Em 2 meses, já no início de 2015, a 1ª versão do sistema Sentinela já estava totalmente pronta e foi paga com dinheiro entregue em mãos por Paulo Taques ao cabo, em um encontro na Estrada de Chapada, no final do dia, quando Taques havia acabado de deixar o Palácio Paiaguás, pois a essa altura já era secretário-chefe da Casa Civil, segundo o réu.

“O custeio inicial foi o restante do que sobrou dos R$ 50 mil, mas teve outros gastos. Esses outros gastos ficou para o segundo semestre de 2015, em torno de R$ 34 mil. Esses R$ 34 mil que o senhor Marilson mentiu em juízo dizendo que eu tenho dívida com ele. Eu fiz a transferência da minha conta pra dele”, afirmou Gerson Corrêa. Segundo ele, os R$ 34 mil pagos posteriormente foram referentes a uma 2ª versão do programa, oferecida pelo empresário José Marilson.
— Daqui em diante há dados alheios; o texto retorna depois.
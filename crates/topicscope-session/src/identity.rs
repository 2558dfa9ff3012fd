//! Anonymous, per-installation identity.
//!
//! The identity is created once, persisted, and never rotated. When the
//! store cannot be used the provider degrades to an identity that lives only
//! as long as the process; callers can tell from [`IdentitySource::Ephemeral`].

use std::fs;
use std::io;
use std::path::{Path, PathBuf};
use std::sync::{Mutex, OnceLock};
use thiserror::Error;
use topicscope_types::Identity;

#[derive(Error, Debug)]
pub enum IdentityError {
    #[error("Identity storage I/O error: {0}")]
    Io(#[from] io::Error),

    #[error("Identity storage unavailable: {0}")]
    Unavailable(String),
}

/// Durable home of the identity token
pub trait IdentityStore: Send + Sync {
    fn load(&self) -> Result<Option<Identity>, IdentityError>;

    fn save(&self, identity: &Identity) -> Result<(), IdentityError>;
}

impl<T: IdentityStore + ?Sized> IdentityStore for &T {
    fn load(&self) -> Result<Option<Identity>, IdentityError> {
        (**self).load()
    }

    fn save(&self, identity: &Identity) -> Result<(), IdentityError> {
        (**self).save(identity)
    }
}

/// Stores the identity as a single line in a file
#[derive(Debug, Clone)]
pub struct FileIdentityStore {
    path: PathBuf,
}

impl FileIdentityStore {
    pub fn new(path: impl Into<PathBuf>) -> Self {
        Self { path: path.into() }
    }

    /// `<data dir>/topicscope/identity`, falling back to the working directory
    pub fn default_location() -> Self {
        let base = dirs::data_dir()
            .unwrap_or_else(|| dirs::home_dir().unwrap_or_else(|| PathBuf::from(".")));
        Self::new(base.join("topicscope").join("identity"))
    }

    pub fn path(&self) -> &Path {
        &self.path
    }
}

impl IdentityStore for FileIdentityStore {
    fn load(&self) -> Result<Option<Identity>, IdentityError> {
        match fs::read_to_string(&self.path) {
            Ok(contents) => {
                let token = contents.trim();
                if token.is_empty() {
                    Ok(None)
                } else {
                    Ok(Some(Identity::from(token)))
                }
            }
            Err(e) if e.kind() == io::ErrorKind::NotFound => Ok(None),
            Err(e) => Err(e.into()),
        }
    }

    fn save(&self, identity: &Identity) -> Result<(), IdentityError> {
        if let Some(parent) = self.path.parent() {
            fs::create_dir_all(parent)?;
        }
        fs::write(&self.path, identity.as_str())?;
        Ok(())
    }
}

/// In-process store, mostly for tests and embedding
#[derive(Debug, Default)]
pub struct MemoryIdentityStore {
    slot: Mutex<Option<Identity>>,
}

impl MemoryIdentityStore {
    pub fn new() -> Self {
        Self::default()
    }

    pub fn with_identity(identity: Identity) -> Self {
        Self {
            slot: Mutex::new(Some(identity)),
        }
    }
}

impl IdentityStore for MemoryIdentityStore {
    fn load(&self) -> Result<Option<Identity>, IdentityError> {
        let slot = self
            .slot
            .lock()
            .map_err(|_| IdentityError::Unavailable("memory store poisoned".to_string()))?;
        Ok(slot.clone())
    }

    fn save(&self, identity: &Identity) -> Result<(), IdentityError> {
        let mut slot = self
            .slot
            .lock()
            .map_err(|_| IdentityError::Unavailable("memory store poisoned".to_string()))?;
        *slot = Some(identity.clone());
        Ok(())
    }
}

/// Where a resolved identity came from
#[derive(Debug, Clone, Copy, PartialEq, Eq)]
pub enum IdentitySource {
    /// Read back from the store
    Stored,
    /// Newly minted and persisted
    Created,
    /// Newly minted but not persisted; valid for this process only
    Ephemeral,
}

#[derive(Debug, Clone, PartialEq, Eq)]
pub struct ResolvedIdentity {
    pub identity: Identity,
    pub source: IdentitySource,
}

impl ResolvedIdentity {
    pub fn is_persistent(&self) -> bool {
        self.source != IdentitySource::Ephemeral
    }
}

pub struct IdentityProvider<S> {
    store: S,
}

impl<S: IdentityStore> IdentityProvider<S> {
    pub fn new(store: S) -> Self {
        Self { store }
    }

    /// Return the stored identity, creating and persisting one on first use.
    ///
    /// Never fails: storage problems yield an ephemeral identity.
    pub fn get_or_create(&self) -> ResolvedIdentity {
        match self.store.load() {
            Ok(Some(identity)) => {
                tracing::debug!("Loaded stored identity");
                return ResolvedIdentity {
                    identity,
                    source: IdentitySource::Stored,
                };
            }
            Ok(None) => {}
            Err(e) => {
                tracing::warn!(
                    "Identity storage unreadable, using a process-only identity: {}",
                    e
                );
                return ResolvedIdentity {
                    identity: Identity::generate(),
                    source: IdentitySource::Ephemeral,
                };
            }
        }

        let identity = Identity::generate();
        match self.store.save(&identity) {
            Ok(()) => {
                tracing::info!("Created new anonymous identity");
                ResolvedIdentity {
                    identity,
                    source: IdentitySource::Created,
                }
            }
            Err(e) => {
                tracing::warn!(
                    "Could not persist identity, it will not survive this process: {}",
                    e
                );
                ResolvedIdentity {
                    identity,
                    source: IdentitySource::Ephemeral,
                }
            }
        }
    }
}

static GLOBAL_IDENTITY: OnceLock<ResolvedIdentity> = OnceLock::new();

/// Process-wide identity, resolved from `store` on the first call only.
///
/// Later calls return the same value and never touch a store again.
pub fn global_identity(store: &dyn IdentityStore) -> &'static ResolvedIdentity {
    GLOBAL_IDENTITY.get_or_init(|| IdentityProvider::new(store).get_or_create())
}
No início, o cabo afirma que por precaução, usava os sistemas Sentinela e Wytron simultaneamente, uma vez que havia conseguido consertar a placa que havia queimado. Com o passar de tempo, ao perceber que o Sentinela era muito superior ao Wytron, Gerson percebeu que era possível realizar as escutas de forma remota e decidiu fechar o escritório de interceptação, que funcionava no centro de Cuiabá, o que ocorreu em julho de 2015.                   

Com a mudança na rotina de trabalho, o cabo Gerson, o sargento Andréia e o cabo Dorileo, que também atuavam nas escutas de policiais suspeitos de corrupção, passaram a trabalhar de casa e seus locais ordinários de trabalho, usando o Sentinela em seus computadores pessoais. “Em julho de 2015, com o apoio do Torezan, nós instalamos o Sentinela nos computadores pessoais da sargento Andréia e do cabo Dorileo pela facilidade do sistema Sentinela e precariedade do sistema a Wytron”, afirmou o policial.

Conforme Gerson Corrêa, durante o período de criação e adaptação do Sentinela foi que o cabo Torezan criou um grupo de WhatsApp com outros policiais para debater sobre o software e buscar aprimorá-lo. Gerson nega que os demais membros do grupo, além dele, soubessem do uso ilegal que estava sendo feito com o programa.

Também afirma que para pagar sua parte no negócio envolvendo o Sentinela, utilizou um cheque de R$ 24 mil que conseguiu junto ao coronel Evandro Lesco. Segundo ele, ao pedir o dinheiro para o superior, afirmou que seria para melhorias no sistema de interceptação, não dando a entender que seria um empréstimo e que teria fins lucrativos. Questionado pelo juiz se devolveu o valor para o coronel, Gerson afirmou que nunca o pagou e nunca vai pagar.